"""

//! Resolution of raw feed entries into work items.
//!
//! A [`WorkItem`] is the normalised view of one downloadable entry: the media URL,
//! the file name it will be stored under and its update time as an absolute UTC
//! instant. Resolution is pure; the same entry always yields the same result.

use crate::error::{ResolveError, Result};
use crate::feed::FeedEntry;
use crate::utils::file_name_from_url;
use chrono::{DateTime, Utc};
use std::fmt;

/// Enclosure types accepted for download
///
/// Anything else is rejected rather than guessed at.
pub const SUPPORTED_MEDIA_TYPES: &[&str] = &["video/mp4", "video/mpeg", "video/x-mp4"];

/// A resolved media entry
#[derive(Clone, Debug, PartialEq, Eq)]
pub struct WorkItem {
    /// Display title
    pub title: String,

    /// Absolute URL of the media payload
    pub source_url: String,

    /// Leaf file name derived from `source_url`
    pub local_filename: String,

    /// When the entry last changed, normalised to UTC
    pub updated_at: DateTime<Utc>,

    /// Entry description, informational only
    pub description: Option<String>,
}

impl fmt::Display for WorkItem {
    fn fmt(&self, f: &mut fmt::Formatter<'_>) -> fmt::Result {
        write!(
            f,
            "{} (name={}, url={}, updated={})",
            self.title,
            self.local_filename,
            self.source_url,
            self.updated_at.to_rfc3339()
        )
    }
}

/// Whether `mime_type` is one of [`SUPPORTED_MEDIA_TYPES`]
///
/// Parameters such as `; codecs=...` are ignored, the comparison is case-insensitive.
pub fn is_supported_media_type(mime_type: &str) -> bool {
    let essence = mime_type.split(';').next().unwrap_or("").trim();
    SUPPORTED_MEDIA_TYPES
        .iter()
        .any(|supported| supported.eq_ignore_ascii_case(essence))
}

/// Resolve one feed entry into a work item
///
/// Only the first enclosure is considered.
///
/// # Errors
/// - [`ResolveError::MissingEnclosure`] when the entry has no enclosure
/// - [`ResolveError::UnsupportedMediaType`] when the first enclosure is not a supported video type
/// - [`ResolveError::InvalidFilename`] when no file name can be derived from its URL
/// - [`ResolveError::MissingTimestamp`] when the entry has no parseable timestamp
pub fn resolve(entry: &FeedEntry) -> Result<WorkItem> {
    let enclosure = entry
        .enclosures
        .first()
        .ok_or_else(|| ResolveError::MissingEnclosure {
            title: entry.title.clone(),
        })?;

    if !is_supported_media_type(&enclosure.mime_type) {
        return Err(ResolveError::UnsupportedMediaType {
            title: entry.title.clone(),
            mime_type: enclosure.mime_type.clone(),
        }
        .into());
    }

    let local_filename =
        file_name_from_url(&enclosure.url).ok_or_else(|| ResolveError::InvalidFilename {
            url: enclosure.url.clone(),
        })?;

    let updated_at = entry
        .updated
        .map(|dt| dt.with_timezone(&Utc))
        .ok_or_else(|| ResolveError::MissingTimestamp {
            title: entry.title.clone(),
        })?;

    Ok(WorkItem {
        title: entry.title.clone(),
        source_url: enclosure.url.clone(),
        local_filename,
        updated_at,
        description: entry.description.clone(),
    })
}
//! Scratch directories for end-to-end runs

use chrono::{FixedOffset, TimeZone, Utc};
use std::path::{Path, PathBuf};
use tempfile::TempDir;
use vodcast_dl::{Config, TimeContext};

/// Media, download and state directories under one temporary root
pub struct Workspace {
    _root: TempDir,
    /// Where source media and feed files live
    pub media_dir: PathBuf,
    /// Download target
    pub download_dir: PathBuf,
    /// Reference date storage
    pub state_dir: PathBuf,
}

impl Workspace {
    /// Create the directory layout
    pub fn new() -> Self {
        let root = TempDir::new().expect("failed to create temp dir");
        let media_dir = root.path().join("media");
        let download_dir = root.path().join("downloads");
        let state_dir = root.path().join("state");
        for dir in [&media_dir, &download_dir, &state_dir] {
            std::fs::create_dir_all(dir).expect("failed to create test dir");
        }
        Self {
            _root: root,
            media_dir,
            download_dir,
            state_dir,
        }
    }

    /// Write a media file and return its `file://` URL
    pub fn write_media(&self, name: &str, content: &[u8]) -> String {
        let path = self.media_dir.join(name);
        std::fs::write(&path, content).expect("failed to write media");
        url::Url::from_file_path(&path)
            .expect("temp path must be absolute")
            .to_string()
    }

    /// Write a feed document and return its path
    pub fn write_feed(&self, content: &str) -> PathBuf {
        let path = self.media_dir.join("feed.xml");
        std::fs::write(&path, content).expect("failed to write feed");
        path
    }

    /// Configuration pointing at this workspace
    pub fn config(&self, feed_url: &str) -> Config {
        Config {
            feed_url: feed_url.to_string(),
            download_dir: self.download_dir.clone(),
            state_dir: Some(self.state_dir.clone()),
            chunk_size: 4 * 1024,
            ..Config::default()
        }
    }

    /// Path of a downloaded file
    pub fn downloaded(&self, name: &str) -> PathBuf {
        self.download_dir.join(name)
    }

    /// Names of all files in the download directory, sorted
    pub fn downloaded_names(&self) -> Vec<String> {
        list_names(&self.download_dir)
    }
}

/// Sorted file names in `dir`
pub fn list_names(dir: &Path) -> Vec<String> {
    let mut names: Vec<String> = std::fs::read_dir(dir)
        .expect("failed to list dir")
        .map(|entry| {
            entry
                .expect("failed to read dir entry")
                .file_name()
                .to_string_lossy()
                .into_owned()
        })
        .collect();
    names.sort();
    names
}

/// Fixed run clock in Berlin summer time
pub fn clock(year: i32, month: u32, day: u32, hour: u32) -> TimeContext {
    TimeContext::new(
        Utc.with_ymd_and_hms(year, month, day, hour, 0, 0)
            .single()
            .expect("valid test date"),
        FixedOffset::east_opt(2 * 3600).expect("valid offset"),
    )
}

"""

What this exercise calls for is a precise transcription of the material above.

//! Resolution of raw feed entries into work items.
//!
//! A [`WorkItem`] is the normalised view of one downloadable entry: the media URL,
//! the file name it will be stored under and its update time as an absolute UTC
//! instant. Resolution is pure; the same entry always yields the same result.

use crate::error::{ResolveError, Result};
use crate::feed::FeedEntry;
use crate::utils::file_name_from_url;
use chrono::{DateTime, Utc};
use std::fmt;

/// Enclosure types accepted for download
///
/// Anything else is rejected rather than guessed at.
pub const SUPPORTED_MEDIA_TYPES: &[&str] = &["video/mp4", "video/mpeg", "video/x-mp4"];

/// A resolved media entry
#[derive(Clone, Debug, PartialEq, Eq)]
pub struct WorkItem {
    /// Display title
    pub title: String,

    /// Absolute URL of the media payload
    pub source_url: String,

    /// Leaf file name derived from `source_url`
    pub local_filename: String,

    /// When the entry last changed, normalised to UTC
    pub updated_at: DateTime<Utc>,

    /// Entry description, informational only
    pub description: Option<String>,
}

impl fmt::Display for WorkItem {
    fn fmt(&self, f: &mut fmt::Formatter<'_>) -> fmt::Result {
        write!(
            f,
            "{} (name={}, url={}, updated={})",
            self.title,
            self.local_filename,
            self.source_url,
            self.updated_at.to_rfc3339()
        )
    }
}

/// Whether `mime_type` is one of [`SUPPORTED_MEDIA_TYPES`]
///
/// Parameters such as `; codecs=...` are ignored, the comparison is case-insensitive.
pub fn is_supported_media_type(mime_type: &str) -> bool {
    let essence = mime_type.split(';').next().unwrap_or("").trim();
    SUPPORTED_MEDIA_TYPES
        .iter()
        .any(|supported| supported.eq_ignore_ascii_case(essence))
}

/// Resolve one feed entry into a work item
///
/// Only the first enclosure is considered.
///
/// # Errors
/// - [`ResolveError::MissingEnclosure`] when the entry has no enclosure
/// - [`ResolveError::UnsupportedMediaType`] when the first enclosure is not a supported video type
/// - [`ResolveError::InvalidFilename`] when no file name can be derived from its URL
/// - [`ResolveError::MissingTimestamp`] when the entry has no parseable timestamp
pub fn resolve(entry: &FeedEntry) -> Result<WorkItem> {
    let enclosure = entry
        .enclosures
        .first()
        .ok_or_else(|| ResolveError::MissingEnclosure {
            title: entry.title.clone(),
        })?;

    if !is_supported_media_type(&enclosure.mime_type) {
        return Err(ResolveError::UnsupportedMediaType {
            title: entry.title.clone(),
            mime_type: enclosure.mime_type.clone(),
        }
        .into());
    }

    let local_filename =
        file_name_from_url(&enclosure.url).ok_or_else(|| ResolveError::InvalidFilename {
            url: enclosure.url.clone(),
        })?;

    let updated_at = entry
        .updated
        .map(|dt| dt.with_timezone(&Utc))
        .ok_or_else(|| ResolveError::MissingTimestamp {
            title: entry.title.clone(),
        })?;

    Ok(WorkItem {
        title: entry.title.clone(),
        source_url: enclosure.url.clone(),
        local_filename,
        updated_at,
        description: entry.description.clone(),
    })
}
//! Scratch directories for end-to-end runs

use chrono::{FixedOffset, TimeZone, Utc};
use std::path::{Path, PathBuf};
use tempfile::TempDir;
use vodcast_dl::{Config, TimeContext};

/// Media, download and state directories under one temporary root
pub struct Workspace {
    _root: TempDir,
    /// Where source media and feed files live
    pub media_dir: PathBuf,
    /// Download target
    pub download_dir: PathBuf,
    /// Reference date storage
    pub state_dir: PathBuf,
}

impl Workspace {
    /// Create the directory layout
    pub fn new() -> Self {
        let root = TempDir::new().expect("failed to create temp dir");
        let media_dir = root.path().join("media");
        let download_dir = root.path().join("downloads");
        let state_dir = root.path().join("state");
        for dir in [&media_dir, &download_dir, &state_dir] {
            std::fs::create_dir_all(dir).expect("failed to create test dir");
        }
        Self {
            _root: root,
            media_dir,
            download_dir,
            state_dir,
        }
    }

    /// Write a media file and return its `file://` URL
    pub fn write_media(&self, name: &str, content: &[u8]) -> String {
        let path = self.media_dir.join(name);
        std::fs::write(&path, content).expect("failed to write media");
        url::Url::from_file_path(&path)
            .expect("temp path must be absolute")
            .to_string()
    }

    /// Write a feed document and return its path
    pub fn write_feed(&self, content: &str) -> PathBuf {
        let path = self.media_dir.join("feed.xml");
        std::fs::write(&path, content).expect("failed to write feed");
        path
    }

    /// Configuration pointing at this workspace
    pub fn config(&self, feed_url: &str) -> Config {
        Config {
            feed_url: feed_url.to_string(),
            download_dir: self.download_dir.clone(),
            state_dir: Some(self.state_dir.clone()),
            chunk_size: 4 * 1024,
            ..Config::default()
        }
    }

    /// Path of a downloaded file
    pub fn downloaded(&self, name: &str) -> PathBuf {
        self.download_dir.join(name)
    }

    /// Names of all files in the download directory, sorted
    pub fn downloaded_names(&self) -> Vec<String> {
        list_names(&self.download_dir)
    }
}

/// Sorted file names in `dir`
pub fn list_names(dir: &Path) -> Vec<String> {
    let mut names: Vec<String> = std::fs::read_dir(dir)
        .expect("failed to list dir")
        .map(|entry| {
            entry
                .expect("failed to read dir entry")
                .file_name()
                .to_string_lossy()
                .into_owned()
        })
        .collect();
    names.sort();
    names
}

/// Fixed run clock in Berlin summer time
pub fn clock(year: i32, month: u32, day: u32, hour: u32) -> TimeContext {
    TimeContext::new(
        Utc.with_ymd_and_hms(year, month, day, hour, 0, 0)
            .single()
            .expect("valid test date"),
        FixedOffset::east_opt(2 * 3600).expect("valid offset"),
    )
}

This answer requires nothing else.